VA researchers in Loma Linda have found a way to reprogram adult blood cells into stem cells.
Stem cells have long been seen as the cornerstone of regenerative medicine. Their ability to reproduce forever and be reprogrammed into an assortment of tissues separates them from other cells. Early research showed promise, but the cells are hard to come by. Fetal stem cells raise ethical concerns, and there is more demand than umbilical cord blood alone can meet.

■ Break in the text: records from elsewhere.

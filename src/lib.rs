//! Interactive 3D door configurator.
//!
//! A parametric generator turns a width and a height into a framed door
//! assembly. The live update controller swaps that assembly inside a composed
//! room whenever an input changes, and the render loop draws the room with a
//! shadow casting sun and a reflective prop. The same core drives a native
//! winit window and a browser canvas; everything above the [`render`] module
//! runs without a GPU so it can be exercised headless.

pub mod app;
pub mod camera;
pub mod config;
pub mod controller;
pub mod door;
pub mod error;
pub mod geometry;
pub mod input;
pub mod markup;
pub mod material;
pub mod render;
pub mod render_loop;
pub mod scene;
pub mod texture;
#[cfg(target_arch = "wasm32")]
pub mod web;

pub use app::{AppContext, Viewport};
pub use config::{ConfiguratorConfig, ControlRange, DoorControls};
pub use controller::{LiveUpdateController, UpdateOutcome};
pub use door::{generate, DoorAssembly, DoorPart, DoorSpec, PartKind};
pub use error::{Dimension, DoorError, RenderError, TextureError};
pub use render::Renderer;
pub use render_loop::{FrameSink, RenderLoop, StopHandle, TickOutcome};
pub use scene::{ReleaseQueue, Scene};
pub use texture::{TextureProvider, TextureSource};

This study is the first to report that blood cells drawn from adults can be reliably reprogrammed into multipotent stem cells that can be made into any number of other types of cells.
According to Dr. Xia-Bing Zhang, lead author of the study, human-induced mesenchymal stem cells, or iMSCs, are found in the blood and can be grown into muscle fibers, bone, cartilage, and more. The tissue can then be used to rebuild injured bones or regenerate organs.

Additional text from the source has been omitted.